__Records from a data source__:
--*--

#[tokio::test(flavor = "multi_thread", worker_threads = 2)]
async fn test_timed_out_request_stores_nothing() {
    let store = Arc::new(SlowArtifactStore::new(Duration::from_millis(50)));
    let model = Arc::new(ModelContext::new(|| {
        std::thread::sleep(Duration::from_millis(300));
        Ok(seeded_classifier())
    }));
    let orchestrator = orchestrator_with(model.clone(), store.clone())
        .with_timeout(Some(Duration::from_millis(20)));

    let err = orchestrator
        .run(white_scan(), &sample_clinical())
        .await
        .unwrap_err();
    assert_eq!(err.kind(), ErrorKind::Timeout);

    // Let the abandoned forward pass finish
    tokio::time::sleep(Duration::from_millis(800)).await;
    assert!(model.is_loaded());
    assert_eq!(store.writes.load(Ordering::SeqCst), 0);
    assert_eq!(store.stored(), 0);
}

#[tokio::test(flavor = "multi_thread", worker_threads = 2)]
async fn test_overlay_write_past_deadline_is_removed() {
    let store = Arc::new(SlowArtifactStore::new(Duration::from_secs(2)));
    let orchestrator = orchestrator_with(
        Arc::new(ModelContext::preloaded(Arc::new(seeded_classifier()))),
        store.clone(),
    )
    .with_timeout(Some(Duration::from_millis(1500)));

    // Either the forward pass or the write runs out of time; neither leaves an overlay
    match orchestrator.run(white_scan(), &sample_clinical()).await {
        Ok(result) => assert!(!result.has_overlay()),
        Err(err) => assert_eq!(err.kind(), ErrorKind::Timeout),
    }

    tokio::time::sleep(Duration::from_millis(2500)).await;
    assert_eq!(store.stored(), 0);
}

#[tokio::test]
async fn test_slow_store_within_limit_keeps_overlay() {
    let store = Arc::new(SlowArtifactStore::new(Duration::from_millis(50)));
    let orchestrator = orchestrator_with(
        Arc::new(ModelContext::preloaded(Arc::new(seeded_classifier()))),
        store.clone(),
    )
    .with_timeout(Some(Duration::from_secs(30)));

    let result = orchestrator
        .run(white_scan(), &sample_clinical())
        .await
        .unwrap();
    let reference = result.saliency_overlay_ref().unwrap();
    assert!(store.artifact_exists(reference).await.unwrap());
    assert_eq!(store.stored(), 1);
}

#[tokio::test]
async fn test_ragged_token_grid_skips_overlay() {
    let classifier = Arc::new(
        FusionClassifier::new(Box::new(RaggedTokenBackbone), FusionHead::seeded(DIM, 3)).unwrap(),
    );
    let store = Arc::new(SlowArtifactStore::new(Duration::ZERO));
    let orchestrator = orchestrator_with(
        Arc::new(ModelContext::preloaded(classifier.clone())),
        store.clone(),
    );

    let result = orchestrator
        .run(patterned_scan(5), &sample_clinical())
        .await
        .unwrap();

    assert!(DiagnosisLabel::ALL.contains(&result.label()));
    let probs = result.probabilities();
    assert!((probs.iter().sum::<f32>() - 1.0).abs() < 1e-5);
    assert!(probs.iter().all(|p| *p > 0.0 && *p < 1.0));
    assert_eq!(result.saliency_overlay_ref(), None);
    assert_eq!(classifier.forward_calls(), 1);
    assert_eq!(store.writes.load(Ordering::SeqCst), 0);
    assert_eq!(store.stored(), 0);
}

fn doctors() -> Vec<DoctorProfile> {
    ["Neurologist", "Neurologist", "Brain Health Specialist"]
        .iter()
        .enumerate()
        .map(|(i, specialization)| DoctorProfile {
            id: format!("doc-{i}"),
            name: format!("Dr. {i}"),
            specialization: (*specialization).to_string(),
            rating: 4.0 + i as f32 * 0.3,
            location: None,
        })
        .collect()
}

#[tokio::test]
async fn test_service_records_and_recommends() {
    let dir = tempfile::tempdir().unwrap();
    let config = ServiceConfig::default();
    let backends = StorageBackends::local(dir.path(), doctors()).unwrap();
    let service = PredictionService::from_parts(
        &config,
        Arc::new(ModelContext::preloaded(Arc::new(seeded_classifier()))),
        backends,
    );
    assert!(service.model_loaded());

    let first = service
        .predict(PredictionRequest::new(white_scan(), sample_clinical()).for_subject("p-1"))
        .await
        .unwrap();
    let second = service
        .predict(
            PredictionRequest::new(patterned_scan(3), ClinicalRecord::default()).for_subject("p-1"),
        )
        .await
        .unwrap();
    assert!(first.persistence.is_stored());

    let expected = cogniscan_storage::specialization_for(first.result.label());
    assert!(!first.suggested_doctors.is_empty());
    assert!(first.suggested_doctors.iter().all(|d| d.specialization == expected));

    let history = service.history("p-1", 10).await.unwrap();
    assert_eq!(history.len(), 2);
    assert_eq!(history[0].prediction.result_id, second.result.id());
    assert_eq!(history[1].prediction.clinical, sample_clinical());

    let reference = first.result.saliency_overlay_ref().unwrap();
    assert!(!service.overlay(reference).await.unwrap().is_empty());
    assert!(matches!(
        service.overlay("../../etc/passwd").await,
        Err(StorageError::InvalidReference(_))
    ));
}

#[tokio::test]
async fn test_persistence_failure_keeps_result() {
    let dir = tempfile::tempdir().unwrap();
    let orchestrator = Arc::new(orchestrator_with(
        Arc::new(ModelContext::preloaded(Arc::new(seeded_classifier()))),
        Arc::new(LocalArtifactStore::new(dir.path()).unwrap()),
    ));
    let service = PredictionService::new(
        orchestrator.clone(),
        Arc::new(FailingPredictionStore),
        Arc::new(InMemoryDoctorDirectory::new(doctors())),
        2,
    );

    let report = service
        .predict(PredictionRequest::new(white_scan(), sample_clinical()))
        .await
        .unwrap();
    assert_eq!(
        report.persistence,
        PersistenceStatus::Failed {
            kind: ErrorKind::DownstreamPersistence,
            message: "The prediction was computed but could not be recorded.",
        }
    );

    let again = orchestrator.run(white_scan(), &sample_clinical()).await.unwrap();
    assert_eq!(report.result.probabilities(), again.probabilities());
    assert!(report.result.has_overlay());

    let err = service.history("anyone", 5).await.unwrap_err();
    assert_eq!(err.kind(), ErrorKind::DownstreamPersistence);
}
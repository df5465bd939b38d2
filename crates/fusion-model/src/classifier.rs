//! Shared fusion classifier
use crate::backbone::VisualBackbone;
use crate::head::FusionHead;
use crate::weights::WeightError;
use crate::ModelError;
use cogniscan_common::{
    ClinicalVector, FusionLogits, ImageTensor, TokenFeatures, CLINICAL_FEATURES, IMAGE_CHANNELS,
};
use ndarray::Array1;
use std::sync::atomic::{AtomicUsize, Ordering};
use std::sync::{Mutex, PoisonError};
use std::time::Instant;
use tracing::debug;

/// Everything one forward pass produces
#[derive(Debug, Clone)]
pub struct FusionOutput {
    pub logits: FusionLogits,
    /// Visual embedding that entered the fusion head
    pub embedding: Array1<f32>,
    /// Spatial tokens from the same pass, for saliency
    pub tokens: TokenFeatures,
}

/// Backbone + fusion head, shared by every request
///
/// The backbone sits behind a mutex so forward passes are serialized; the head is
/// immutable and runs outside the lock. Inputs are validated before the lock is
/// taken, so malformed requests never reach the model.
pub struct FusionClassifier {
    backbone: Mutex<Box<dyn VisualBackbone>>,
    head: FusionHead,
    backbone_name: String,
    input_size: usize,
    forward_calls: AtomicUsize,
}

impl FusionClassifier {
    pub fn new(backbone: Box<dyn VisualBackbone>, head: FusionHead) -> Result<Self, ModelError> {
        if backbone.embed_dim() != head.embed_dim() {
            return Err(ModelError::Weights(WeightError::Shape {
                name: "fusion head input".to_string(),
                expected: vec![backbone.embed_dim()],
                actual: vec![head.embed_dim()],
            }));
        }

        Ok(Self {
            backbone_name: backbone.name().to_string(),
            input_size: backbone.input_size(),
            backbone: Mutex::new(backbone),
            head,
            forward_calls: AtomicUsize::new(0),
        })
    }

    #[must_use]
    pub fn embed_dim(&self) -> usize {
        self.head.embed_dim()
    }

    #[must_use]
    pub fn backbone_name(&self) -> &str {
        &self.backbone_name
    }

    /// Number of forward passes that reached the backbone
    #[must_use]
    pub fn forward_calls(&self) -> usize {
        self.forward_calls.load(Ordering::SeqCst)
    }

    /// One forward pass returning logits and the token features it used
    ///
    /// # Errors
    /// `ShapeMismatch` if the image is not `[3, S, S]` or the clinical vector is not
    /// length 4; backbone failures otherwise.
    pub fn forward(
        &self,
        image: &ImageTensor,
        clinical: &ClinicalVector,
    ) -> Result<FusionOutput, ModelError> {
        let expected_image = [IMAGE_CHANNELS, self.input_size, self.input_size];
        if image.shape() != expected_image {
            return Err(ModelError::ShapeMismatch {
                what: "image tensor",
                expected: expected_image.to_vec(),
                actual: image.shape().to_vec(),
            });
        }
        if clinical.len() != CLINICAL_FEATURES {
            return Err(ModelError::ShapeMismatch {
                what: "clinical vector",
                expected: vec![CLINICAL_FEATURES],
                actual: vec![clinical.len()],
            });
        }

        let start = Instant::now();
        let visual = {
            // Backbones keep no per-call state, so a poisoned lock is reusable
            let mut backbone = self.backbone.lock().unwrap_or_else(PoisonError::into_inner);
            self.forward_calls.fetch_add(1, Ordering::SeqCst);
            backbone.forward(image.view())?
        };

        if visual.embedding.len() != self.head.embed_dim() {
            return Err(ModelError::InvalidOutput(format!(
                "backbone returned {} features, head expects {}",
                visual.embedding.len(),
                self.head.embed_dim()
            )));
        }

        let logits = self.head.forward(visual.embedding.view(), clinical.view());
        if !logits.is_finite() {
            return Err(ModelError::InvalidOutput(format!(
                "non-finite logits {:?}",
                logits.0
            )));
        }

        debug!(
            "Fusion forward in {:.1}ms, logits={:?}",
            start.elapsed().as_secs_f64() * 1000.0,
            logits.0
        );

        Ok(FusionOutput {
            logits,
            embedding: visual.embedding,
            tokens: visual.tokens,
        })
    }
}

--*--

__Exercise instructions__: Read the data above and pull out each line that holds the string "ImageTensor".

__Answer for the task__:
    ClinicalVector, FusionLogits, ImageTensor, TokenFeatures, CLINICAL_FEATURES, IMAGE_CHANNELS,
        image: &ImageTensor,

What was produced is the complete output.